- The library always purchases films and videos with closed captions or sub-titles when they are available.
- The library lobbies video vendors to increase the availability of closed caption materials by noting its preference with every video ordered.
- The library encourages faculty to be aware of the need for closed captioning when they make a purchase request.
Closed captioning and technology issues
- The Telecommunications Act of 1996 included requirements that people with disabilities have access to information distributed via new technologies. The Federal Communications Commission (FCC) is the regulatory body that makes the rules as to how that happens. The Commission's Disabilities Issues Task Force researches the issue. Consult the FCC Consumer and Governmental Affairs Bureau for additional information about closed captioning for video programs and "disability friendly" web pages. Many groups around the country are actively working on guidelines and policies to implement the law.
- The library's collection of older films and videos is under review to confirm whether or not closed captions are present.

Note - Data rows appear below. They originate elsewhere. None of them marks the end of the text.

// Read-only resources exposed under the volume:// scheme.

use std::sync::Arc;

use anyhow::Result;
use chrono::Utc;
use volctl_core::{Preset, VolumeController};

use crate::protocol::{ReadResourceResult, ResourceContents, ResourceSchema};

pub const CURRENT_STATE_URI: &str = "volume://current-state";
pub const PRESETS_URI: &str = "volume://presets";
pub const CAPABILITIES_URI: &str = "volume://capabilities";

const MIME_JSON: &str = "application/json";

/// The three read-only endpoints: live state, preset table, capabilities.
pub struct ResourceRegistry {
    controller: Arc<VolumeController>,
}

impl ResourceRegistry {
    pub fn new(controller: Arc<VolumeController>) -> Self {
        Self { controller }
    }

    pub fn list_schemas(&self) -> Vec<ResourceSchema> {
        vec![
            ResourceSchema {
                uri: CURRENT_STATE_URI.to_string(),
                name: "Current Volume State".to_string(),
                description: "Live system volume level and mute status".to_string(),
                mime_type: MIME_JSON.to_string(),
            },
            ResourceSchema {
                uri: PRESETS_URI.to_string(),
                name: "Volume Presets".to_string(),
                description: "Predefined volume configurations".to_string(),
                mime_type: MIME_JSON.to_string(),
            },
            ResourceSchema {
                uri: CAPABILITIES_URI.to_string(),
                name: "Volume Control Capabilities".to_string(),
                description: "Supported operations and volume range".to_string(),
                mime_type: MIME_JSON.to_string(),
            },
        ]
    }

    /// Read a resource by URI; `Ok(None)` for URIs outside the table.
    pub fn read(&self, uri: &str) -> Result<Option<ReadResourceResult>> {
        let content = match uri {
            CURRENT_STATE_URI => self.current_state(),
            PRESETS_URI => preset_table(),
            CAPABILITIES_URI => capabilities(),
            _ => return Ok(None),
        };

        Ok(Some(ReadResourceResult {
            contents: vec![ResourceContents {
                uri: uri.to_string(),
                mime_type: MIME_JSON.to_string(),
                text: serde_json::to_string_pretty(&content)?,
            }],
        }))
    }

    /// Live mixer snapshot. A mixer failure is reported inside the
    /// payload rather than failing the read.
    fn current_state(&self) -> serde_json::Value {
        let queried_at = Utc::now().to_rfc3339();
        match self.controller.get_volume() {
            Ok(state) => serde_json::json!({
                "level": state.level,
                "muted": state.muted,
                "queriedAt": queried_at,
            }),
            Err(err) => serde_json::json!({
                "error": err.to_string(),
                "queriedAt": queried_at,
            }),
        }
    }
}

fn preset_table() -> serde_json::Value {
    let presets: Vec<serde_json::Value> = Preset::ALL
        .iter()
        .map(|p| {
            serde_json::json!({
                "name": p.name(),
                "label": p.label(),
                "level": p.level(),
                "muted": p.muted(),
                "description": p.description(),
            })
        })
        .collect();

    serde_json::json!({
        "presets": presets,
        "count": Preset::ALL.len(),
        "usage": "Call the apply_preset tool with a preset name",
    })
}

fn capabilities() -> serde_json::Value {
    serde_json::json!({
        "supportedOperations": [
            "get_volume",
            "set_volume",
            "mute",
            "unmute",
            "toggle_mute",
            "apply_preset",
        ],
        "volumeRange": { "minimum": 0, "maximum": 100, "unit": "percentage" },
        "features": {
            "volumeControl": true,
            "mute": true,
            "presets": true,
        },
        "platform": {
            "os": "Windows",
            "audioApi": "Windows Core Audio (WASAPI endpoint volume)",
        },
    })
}
// Volume controller: validates arguments and drives a mixer backend.

use crate::error::VolumeError;
use crate::mixer::Mixer;
use crate::preset::Preset;
use crate::types::VolumeState;

/// Stateless controller over a mixer backend.
///
/// Every operation re-queries or re-applies directly against the mixer;
/// nothing is cached between calls. OS failures come back as structured
/// [`VolumeError`]s, a single best-effort attempt per call.
pub struct VolumeController {
    mixer: Box<dyn Mixer>,
}

impl VolumeController {
    pub fn new(mixer: Box<dyn Mixer>) -> Self {
        Self { mixer }
    }

    /// Current level and mute status.
    pub fn get_volume(&self) -> Result<VolumeState, VolumeError> {
        let scalar = self.mixer.volume()?;
        let muted = self.mixer.muted()?;
        Ok(VolumeState {
            level: scalar_to_percent(scalar),
            muted,
        })
    }

    /// Set the master volume to a percentage in [0,100].
    ///
    /// The returned state is re-read from the mixer, so hardware that
    /// rounds to its nearest supported step is reported faithfully.
    pub fn set_volume(&self, percent: i64) -> Result<VolumeState, VolumeError> {
        if !(0..=100).contains(&percent) {
            return Err(VolumeError::InvalidArgument(format!(
                "volume must be between 0 and 100, got {percent}"
            )));
        }

        self.mixer.set_volume(percent as f32 / 100.0)?;
        let state = self.get_volume()?;
        tracing::info!(level = state.level, "volume set");
        Ok(state)
    }

    /// Engage mute; the stored level is untouched. Idempotent.
    pub fn mute(&self) -> Result<VolumeState, VolumeError> {
        self.set_mute_flag(true)
    }

    /// Release mute; the stored level is untouched. Idempotent.
    pub fn unmute(&self) -> Result<VolumeState, VolumeError> {
        self.set_mute_flag(false)
    }

    /// Flip the current mute flag.
    pub fn toggle_mute(&self) -> Result<VolumeState, VolumeError> {
        let current = self.mixer.muted()?;
        self.set_mute_flag(!current)
    }

    /// Apply a named preset: set its level, then its mute flag.
    ///
    /// Unknown names are rejected before anything touches the mixer, so
    /// a failed lookup leaves the state unchanged.
    pub fn apply_preset(&self, name: &str) -> Result<VolumeState, VolumeError> {
        let preset: Preset = name
            .parse()
            .map_err(|e: crate::preset::UnknownPreset| VolumeError::InvalidArgument(e.to_string()))?;

        self.mixer.set_volume(f32::from(preset.level()) / 100.0)?;
        self.mixer.set_muted(preset.muted())?;

        let state = self.get_volume()?;
        tracing::info!(preset = preset.name(), level = state.level, muted = state.muted, "preset applied");
        Ok(state)
    }

    fn set_mute_flag(&self, muted: bool) -> Result<VolumeState, VolumeError> {
        self.mixer.set_muted(muted)?;
        let state = self.get_volume()?;
        tracing::info!(muted = state.muted, "mute flag set");
        Ok(state)
    }
}

fn scalar_to_percent(scalar: f32) -> u8 {
    (scalar.clamp(0.0, 1.0) * 100.0).round() as u8
}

- Inventory records in the online catalog will include a note if captions are found.
- Caption information will have an index entry so users can search for captioned materials.
- OSD may be able to find funding to add captions to those without.
- OSD will provide translation assistance if non-captioned films are required viewing for any class.
- If new purchases do not have a vendor-supplied close caption indicator (a "CC" enclosed in a stylized TV box) the new item will automatically be reviewed.